BEGIN ENTRIES SUPPLIED

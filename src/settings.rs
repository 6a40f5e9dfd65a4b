//! Key bindings and visual preferences
//!
//! Nothing is stored: the page can hand over a JSON blob, otherwise defaults.

use serde::{Deserialize, Serialize};
use thiserror::Error;

/// What a key does
#[derive(Debug, Clone, Copy, PartialEq, Eq, Serialize, Deserialize)]
pub enum KeyAction {
    MoveLeft,
    MoveRight,
    Start,
    Replay,
    Quit,
    ToggleAutopilot,
}

impl KeyAction {
    pub fn as_str(&self) -> &'static str {
        match self {
            KeyAction::MoveLeft => "Move left",
            KeyAction::MoveRight => "Move right",
            KeyAction::Start => "Start",
            KeyAction::Replay => "Play again",
            KeyAction::Quit => "Quit",
            KeyAction::ToggleAutopilot => "Demo mode",
        }
    }

    /// Held for as long as the key is down, rather than fired once
    pub fn is_held(&self) -> bool {
        matches!(self, KeyAction::MoveLeft | KeyAction::MoveRight)
    }
}

#[derive(Debug, Error)]
pub enum SettingsError {
    #[error("invalid settings JSON: {0}")]
    Json(#[from] serde_json::Error),

    #[error("no key bound to {}", .0.as_str())]
    Unbound(KeyAction),
}

/// DOM `KeyboardEvent.key` names per action
#[derive(Debug, Clone, PartialEq, Serialize, Deserialize)]
#[serde(default)]
pub struct KeyBindings {
    pub left: Vec<String>,
    pub right: Vec<String>,
    pub start: Vec<String>,
    pub replay: Vec<String>,
    pub quit: Vec<String>,
    pub autopilot: Vec<String>,
}

fn keys(names: &[&str]) -> Vec<String> {
    names.iter().map(|s| s.to_string()).collect()
}

impl Default for KeyBindings {
    fn default() -> Self {
        Self {
            left: keys(&["ArrowLeft", "a", "A"]),
            right: keys(&["ArrowRight", "d", "D"]),
            start: keys(&[" "]),
            replay: keys(&[" ", "Enter"]),
            quit: keys(&["Escape", "q", "Q"]),
            autopilot: keys(&["i", "I"]),
        }
    }
}

impl KeyBindings {
    fn table(&self) -> [(KeyAction, &Vec<String>); 6] {
        [
            (KeyAction::MoveLeft, &self.left),
            (KeyAction::MoveRight, &self.right),
            (KeyAction::Start, &self.start),
            (KeyAction::Replay, &self.replay),
            (KeyAction::Quit, &self.quit),
            (KeyAction::ToggleAutopilot, &self.autopilot),
        ]
    }
}

/// Player preferences
#[derive(Debug, Clone, PartialEq, Serialize, Deserialize)]
#[serde(default)]
pub struct Settings {
    pub keys: KeyBindings,

    // === HUD ===
    /// Show FPS counter
    pub show_fps: bool,

    // === Accessibility ===
    /// High contrast palette
    pub high_contrast: bool,
    /// Keep the clouds still
    pub reduced_motion: bool,
}

impl Default for Settings {
    fn default() -> Self {
        Self {
            keys: KeyBindings::default(),
            show_fps: false,
            high_contrast: false,
            reduced_motion: false,
        }
    }
}

impl Settings {
    /// Parse settings; every action must keep at least one key
    pub fn from_json(json: &str) -> Result<Self, SettingsError> {
        let settings: Settings = serde_json::from_str(json)?;
        for (action, names) in settings.keys.table() {
            if names.is_empty() {
                return Err(SettingsError::Unbound(action));
            }
        }
        Ok(settings)
    }

    /// Parse settings, falling back to defaults on any problem
    pub fn from_json_or_default(json: Option<&str>) -> Self {
        let Some(json) = json else {
            log::info!("Using default settings");
            return Self::default();
        };
        match Self::from_json(json) {
            Ok(settings) => {
                log::info!("Loaded settings");
                settings
            }
            Err(e) => {
                log::warn!("Ignoring settings: {}", e);
                Self::default()
            }
        }
    }

    /// Actions bound to a key, in binding-table order
    pub fn actions_for_key(&self, key: &str) -> Vec<KeyAction> {
        self.keys
            .table()
            .into_iter()
            .filter(|(_, names)| names.iter().any(|n| n == key))
            .map(|(action, _)| action)
            .collect()
    }
}
//! Raindrop spawning

use glam::Vec2;
use rand::Rng;

use super::state::{GameEvent, GameState, RainDrop};

/// Roll the per-frame spawn chance; on success add one drop above the board
pub fn maybe_spawn(state: &mut GameState) -> Option<u32> {
    let chance = state.tuning.spawn_chance;
    if state.rng().random::<f32>() < chance {
        Some(spawn_drop(state))
    } else {
        None
    }
}

/// Add one drop at a random column with a random fall speed
pub fn spawn_drop(state: &mut GameState) -> u32 {
    let margin = state.tuning.drop_spawn_margin;
    let width = state.tuning.board_width;
    let (min_speed, max_speed) = (state.tuning.drop_min_speed, state.tuning.drop_max_speed);

    let x = state.rng().random_range(margin..width - margin);
    let speed = state.rng().random_range(min_speed..max_speed);
    let pos = Vec2::new(x, state.tuning.drop_spawn_y);
    let radius = state.tuning.drop_radius;

    push_drop(state, pos, radius, speed)
}

/// Add a drop at a known position (scripted scenarios, tests)
pub fn push_drop(state: &mut GameState, pos: Vec2, radius: f32, speed: f32) -> u32 {
    let id = state.next_entity_id();
    state.drops.push(RainDrop {
        id,
        pos,
        radius,
        speed,
    });
    state.push_event(GameEvent::DropSpawned { id });
    id
}
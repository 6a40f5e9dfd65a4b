//! Round controller
//!
//! Legal transitions:
//!
//! ```text
//! Idle --start--> Countdown --labels done--> Active --timer 0--> Ended
//!                     ^                                            |
//!                     +------------------replay--------------------+
//!                                                                  |
//!                                                     Quit <--quit-+
//! ```
//!
//! Inputs that are not legal in the current phase are ignored.

use super::state::{GameEvent, GamePhase, GameState, Generation};
use super::timer::{cancel_timer, start_timer};

/// Edge-triggered round inputs
#[derive(Debug, Clone, Copy, PartialEq, Eq)]
pub enum RoundInput {
    Start,
    Replay,
    Quit,
}

/// What the host should do after a countdown step fires
#[derive(Debug, Clone, PartialEq, Eq)]
pub enum CountdownOutcome {
    /// Show this label and schedule the next step
    Step { label: String },
    /// Countdown finished, round is live: start the frame loop and clock
    Started { generation: Generation },
    /// Step was scheduled by an earlier countdown; drop it
    Stale,
}

/// Apply a round input. Returns false when the phase ignores it.
pub fn press(state: &mut GameState, input: RoundInput) -> bool {
    match (state.phase, input) {
        (GamePhase::Idle, RoundInput::Start) | (GamePhase::Ended, RoundInput::Replay) => {
            begin_countdown(state);
            true
        }
        (GamePhase::Ended, RoundInput::Quit) => {
            cancel_timer(state);
            state.bump_generation();
            state.phase = GamePhase::Quit;
            log::info!("Player quit (high score {})", state.high_score);
            true
        }
        _ => false,
    }
}

/// Enter the countdown with the first label showing
fn begin_countdown(state: &mut GameState) {
    cancel_timer(state);
    let generation = state.bump_generation();
    state.reset_round();
    state.phase = GamePhase::Countdown { step: 0 };

    if let Some(label) = state.countdown_label().map(str::to_owned) {
        state.push_event(GameEvent::CountdownStep { label });
    }
    log::debug!("Countdown started (generation {})", generation.0);
}

/// Fire one countdown step scheduled under `generation`
pub fn advance_countdown(state: &mut GameState, generation: Generation) -> CountdownOutcome {
    let GamePhase::Countdown { step } = state.phase else {
        return CountdownOutcome::Stale;
    };
    if generation != state.generation {
        log::warn!(
            "Dropping stale countdown step (generation {}, current {})",
            generation.0,
            state.generation.0
        );
        return CountdownOutcome::Stale;
    }

    let next = step + 1;
    if let Some(label) = state.tuning.countdown_labels.get(next).cloned() {
        state.phase = GamePhase::Countdown { step: next };
        state.push_event(GameEvent::CountdownStep {
            label: label.clone(),
        });
        return CountdownOutcome::Step { label };
    }

    start_round(state);
    CountdownOutcome::Started {
        generation: state.generation,
    }
}

/// Countdown -> Active
fn start_round(state: &mut GameState) {
    state.reset_round();
    state.phase = GamePhase::Active;
    start_timer(state);
    state.push_event(GameEvent::RoundStarted);
    log::info!(
        "Round started: {} seconds (generation {})",
        state.time_left,
        state.generation.0
    );
}
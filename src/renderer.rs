//! Canvas2D rendering
//!
//! Draws a `FrameView`. Purely decorative: nothing here feeds back into the sim.

use std::f64::consts::{PI, TAU};

use web_sys::CanvasRenderingContext2d;

use crate::settings::Settings;
use crate::sim::{DropView, FrameView, Rect};

const CLOUD_DRIFT_PER_MS: f64 = 0.006;

/// Colors for one palette
struct Palette {
    sky: &'static str,
    hills: &'static str,
    clouds: &'static str,
    drop: &'static str,
    drop_highlight: &'static str,
    tank: &'static str,
    skin: &'static str,
    hat: &'static str,
    body: &'static str,
    bucket: &'static str,
    bucket_rim: &'static str,
    water: &'static str,
}

const NORMAL: Palette = Palette {
    sky: "#888a8c",
    hills: "#43a047",
    clouds: "#cfd8dc",
    drop: "#00b0ff",
    drop_highlight: "#b3e5fc",
    tank: "#2962ff",
    skin: "#ffcc99",
    hat: "#00e5ff",
    body: "#cc3344",
    bucket: "#00b0ff",
    bucket_rim: "#004a63",
    water: "#00e5ff",
};

const HIGH_CONTRAST: Palette = Palette {
    sky: "#000000",
    hills: "#1b5e20",
    clouds: "#555555",
    drop: "#40c4ff",
    drop_highlight: "#ffffff",
    tank: "#ffeb3b",
    skin: "#ffffff",
    hat: "#ffeb3b",
    body: "#ff1744",
    bucket: "#40c4ff",
    bucket_rim: "#ffffff",
    water: "#ffffff",
};

/// Draws frames onto a 2D canvas context
pub struct CanvasRenderer {
    ctx: CanvasRenderingContext2d,
    palette: &'static Palette,
    reduced_motion: bool,
}

impl CanvasRenderer {
    pub fn new(ctx: CanvasRenderingContext2d, settings: &Settings) -> Self {
        Self {
            ctx,
            palette: if settings.high_contrast {
                &HIGH_CONTRAST
            } else {
                &NORMAL
            },
            reduced_motion: settings.reduced_motion,
        }
    }

    /// Render the current frame. `time` is the rAF timestamp in ms.
    pub fn draw(&self, view: &FrameView, time: f64) {
        let width = view.board.x as f64;
        self.draw_background(width, view.board.y as f64);
        let drift = if self.reduced_motion {
            0.0
        } else {
            (time * CLOUD_DRIFT_PER_MS) % width
        };
        self.draw_clouds(drift, width);
        for drop in &view.drops {
            self.draw_drop(drop);
        }
        for tank in &view.tanks {
            self.draw_tank(tank);
        }
        self.draw_player(&view.player, view.bucket_fill as f64);
    }

    fn draw_background(&self, width: f64, height: f64) {
        let ctx = &self.ctx;
        ctx.set_fill_style_str(self.palette.sky);
        ctx.fill_rect(0.0, 0.0, width, height);

        ctx.begin_path();
        let _ = ctx.arc(width * 0.2, height - 40.0, 110.0, PI, TAU);
        let _ = ctx.arc(width * 0.45, height - 20.0, 150.0, PI, TAU);
        let _ = ctx.arc(width * 0.75, height - 50.0, 100.0, PI, TAU);
        ctx.set_fill_style_str(self.palette.hills);
        ctx.fill();
    }

    fn draw_clouds(&self, drift: f64, width: f64) {
        let ctx = &self.ctx;
        ctx.set_fill_style_str(self.palette.clouds);
        for (x, y, rx, ry) in [
            (250.0, 50.0, 40.0, 18.0),
            (270.0, 55.0, 30.0, 14.0),
            (230.0, 60.0, 25.0, 10.0),
            (560.0, 80.0, 45.0, 20.0),
            (585.0, 72.0, 30.0, 14.0),
        ] {
            let x = (x + drift) % width;
            ctx.begin_path();
            let _ = ctx.ellipse(x, y, rx, ry, 0.0, 0.0, TAU);
            ctx.fill();
        }
    }

    fn draw_drop(&self, drop: &DropView) {
        let ctx = &self.ctx;
        let (x, y, r) = (drop.pos.x as f64, drop.pos.y as f64, drop.radius as f64);

        ctx.begin_path();
        let _ = ctx.ellipse(x, y, r, r * 1.8, 0.0, 0.0, TAU);
        ctx.set_fill_style_str(self.palette.drop);
        ctx.set_global_alpha(0.85);
        ctx.fill();

        ctx.begin_path();
        let _ = ctx.ellipse(x - r / 3.0, y - r / 2.0, r / 3.0, r / 2.2, 0.0, 0.0, TAU);
        ctx.set_fill_style_str(self.palette.drop_highlight);
        ctx.set_global_alpha(0.7);
        ctx.fill();
        ctx.set_global_alpha(1.0);
    }

    fn draw_tank(&self, tank: &Rect) {
        self.ctx.set_fill_style_str(self.palette.tank);
        self.ctx.fill_rect(
            tank.pos.x as f64,
            tank.pos.y as f64,
            tank.width as f64,
            tank.height as f64,
        );
    }

    /// Stick figure holding a barrel bucket
    fn draw_player(&self, player: &Rect, fill: f64) {
        let ctx = &self.ctx;
        let (x, y, w) = (player.pos.x as f64, player.pos.y as f64, player.width as f64);
        let center = x + w / 2.0;
        let head = 10.0;
        let body_top = y + head * 2.0;
        let body_len = 24.0;
        let limb = 18.0;

        // head and hat
        ctx.begin_path();
        let _ = ctx.arc(center, y + head, head, 0.0, TAU);
        ctx.set_fill_style_str(self.palette.skin);
        ctx.fill();
        ctx.set_fill_style_str(self.palette.hat);
        ctx.fill_rect(center - head + 2.0, y + 2.0, head * 1.6, 8.0);
        ctx.fill_rect(center - head - 2.0, y + 9.0, head * 2.0, 4.0);

        // torso, arms, legs
        ctx.begin_path();
        ctx.move_to(center, body_top);
        ctx.line_to(center, body_top + body_len);
        ctx.move_to(center, body_top + 6.0);
        ctx.line_to(center - limb, body_top + 18.0);
        ctx.move_to(center, body_top + 6.0);
        ctx.line_to(center + limb, body_top + 18.0);
        ctx.move_to(center, body_top + body_len);
        ctx.line_to(center - 10.0, body_top + body_len + limb);
        ctx.move_to(center, body_top + body_len);
        ctx.line_to(center + 10.0, body_top + body_len + limb);
        ctx.set_stroke_style_str(self.palette.body);
        ctx.set_line_width(4.0);
        ctx.stroke();

        // bucket
        let bucket_w = w + 22.0;
        let bucket_h = 32.0;
        let bucket_y = body_top + 10.0;
        ctx.begin_path();
        let _ = ctx.ellipse(
            center,
            bucket_y + bucket_h / 2.0,
            bucket_w / 2.0,
            bucket_h / 2.0,
            0.0,
            0.0,
            TAU,
        );
        ctx.set_fill_style_str(self.palette.bucket);
        ctx.fill();
        ctx.set_stroke_style_str(self.palette.bucket_rim);
        ctx.set_line_width(3.0);
        ctx.stroke();

        // water level
        if fill > 0.0 {
            let level = (bucket_h - 8.0) * fill.min(1.0);
            ctx.begin_path();
            let _ = ctx.ellipse(
                center,
                bucket_y + bucket_h - level / 2.0,
                bucket_w / 2.0 - 4.0,
                level / 2.0,
                0.0,
                0.0,
                TAU,
            );
            ctx.set_fill_style_str(self.palette.water);
            ctx.set_global_alpha(0.8);
            ctx.fill();
            ctx.set_global_alpha(1.0);
        }
    }
}
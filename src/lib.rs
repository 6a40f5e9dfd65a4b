//! Hydro Hero - catch falling rain in a bucket and empty it into the tanks
//!
//! Core modules:
//! - `sim`: Round simulation (spawning, movement, catches, deposits, timer, phases)
//! - `tuning`: Gameplay numbers as data
//! - `settings`: Key bindings and visual preferences
//! - `highscores`: Session leaderboard
//! - `renderer`: Canvas2D drawing (wasm only)

pub mod highscores;
#[cfg(target_arch = "wasm32")]
pub mod renderer;
pub mod settings;
pub mod sim;
pub mod tuning;

pub use highscores::{HighScores, RoundRecord};
pub use settings::{KeyAction, Settings};
pub use tuning::{Tuning, TuningError};

/// Game configuration constants
pub mod consts {
    /// Play area dimensions (canvas pixels)
    pub const BOARD_WIDTH: f32 = 800.0;
    pub const BOARD_HEIGHT: f32 = 600.0;

    /// Player defaults
    pub const PLAYER_WIDTH: f32 = 40.0;
    pub const PLAYER_HEIGHT: f32 = 40.0;
    /// Flat per-frame displacement, not time-scaled
    pub const PLAYER_SPEED: f32 = 5.0;
    /// Player's top edge sits this far above the bottom of the board
    pub const PLAYER_FLOOR_OFFSET: f32 = 80.0;
    pub const BUCKET_MAX: u32 = 5;

    /// Raindrop defaults
    pub const DROP_RADIUS: f32 = 4.0;
    pub const DROP_SPAWN_Y: f32 = -10.0;
    pub const DROP_SPAWN_MARGIN: f32 = 5.0;
    pub const DROP_MIN_SPEED: f32 = 3.0;
    pub const DROP_MAX_SPEED: f32 = 4.5;
    /// Chance per frame that a new drop appears
    pub const SPAWN_CHANCE: f32 = 0.035;
    /// How far below the board a drop may fall before it counts as missed
    pub const OFFSCREEN_TOLERANCE: f32 = 10.0;

    /// Score per caught drop
    pub const POINTS_PER_DROP: u32 = 10;

    /// Round length in seconds
    pub const ROUND_SECONDS: u32 = 60;

    /// Tanks sit in the bottom corners
    pub const TANK_WIDTH: f32 = 40.0;
    pub const TANK_HEIGHT: f32 = 60.0;
    pub const TANK_INSET: f32 = 10.0;
    pub const TANK_FLOOR_OFFSET: f32 = 70.0;

    /// Pre-round countdown
    pub const COUNTDOWN_LABELS: [&str; 5] = ["Ready?", "3", "2", "1", "GO!"];
    pub const COUNTDOWN_STEP_MS: u32 = 800;

    /// Host-side timer period for the round clock
    pub const TIMER_PERIOD_MS: u32 = 1000;
}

END ENTRIES SUPPLIED

_ABOUT THIS TASK_
Report all lines in the records that include the string "FrameView".

_WRITTEN SOLUTION_
//! Draws a `FrameView`. Purely decorative: nothing here feeds back into the sim.
use crate::sim::{DropView, FrameView, Rect};
    pub fn draw(&self, view: &FrameView, time: f64) {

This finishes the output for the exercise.